The fourth paragraph is substantially the same in its allegations as the third, except that no reference is made to the alleged "working agreement," or the agreement as to the Danville connection, or the notice of December 27, 1906, but is grounded upon the allegations that for more than two years each of them has been, and is now, carrying on the business for hire for the public generally, and holding himself out to the public as ready to serve all without discrimination, and that each is conducting his business under a public franchise from the town of West Lebanon for the use of the streets, alleys, and public places, and on the highways between said town, and adjoining towns and cities; that for more than two years last past the switchboards of the telephone plants of relator and appellee have been connected, and are now connected, by which the patrons of each have interchangeable local, and long distance service, and that during all that time said connection existed with the consent of both parties; that the telephone facilities furnished by the telephone plants in the towns of Ambia, Williamsport and Boswell are substantially the same as those furnished by the parties hereto to their patrons.

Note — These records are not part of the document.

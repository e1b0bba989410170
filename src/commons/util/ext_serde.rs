//! Defines helper methods for Deserializing external types.
use std::str::FromStr;

use log::LevelFilter;
use serde::{de, Deserialize, Deserializer};

//------------ LevelFilter ---------------------------------------------------

pub fn de_level_filter<'de, D>(d: D) -> Result<LevelFilter, D::Error>
where
    D: Deserializer<'de>,
{
    let string = String::deserialize(d)?;
    LevelFilter::from_str(&string).map_err(de::Error::custom)
}
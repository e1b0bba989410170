//! The scepc command line client.
pub mod client;
pub mod options;

pub use self::client::{Error, Outcome, ScepcClient};
pub use self::options::Options;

Appellee insists that relator presents no question here, by reason of the form of the assignment of error, which is, that "the court erred in sustaining appellee's demurrer to the third paragraph of the relator's complaint," and the same as to the fourth, on the ground that it does not direct the assignment to the specific circuit court in which the ruling was had.

An assignment of error as to a ruling in a designated court presents no question as to an error which may have been committed in another court. Appellee relies on the case of Chicago, etc., R. Co. v. Walton (1905), 165 Ind. 642, 74 N.E. 988, and cases cited, in which it is held that an assignment that the Laporte Superior Court erred in overruling a demurrer, the record showing that the Lake Superior Court alone made the ruling, presents no question. This case does not fall within the rule upon which that case and kindred cases were decided, but within the specific exception stated in the case, and disclosed by the rule in McKeen v. Porter (1893), 134 Ind. 483, 34 N.E. 223.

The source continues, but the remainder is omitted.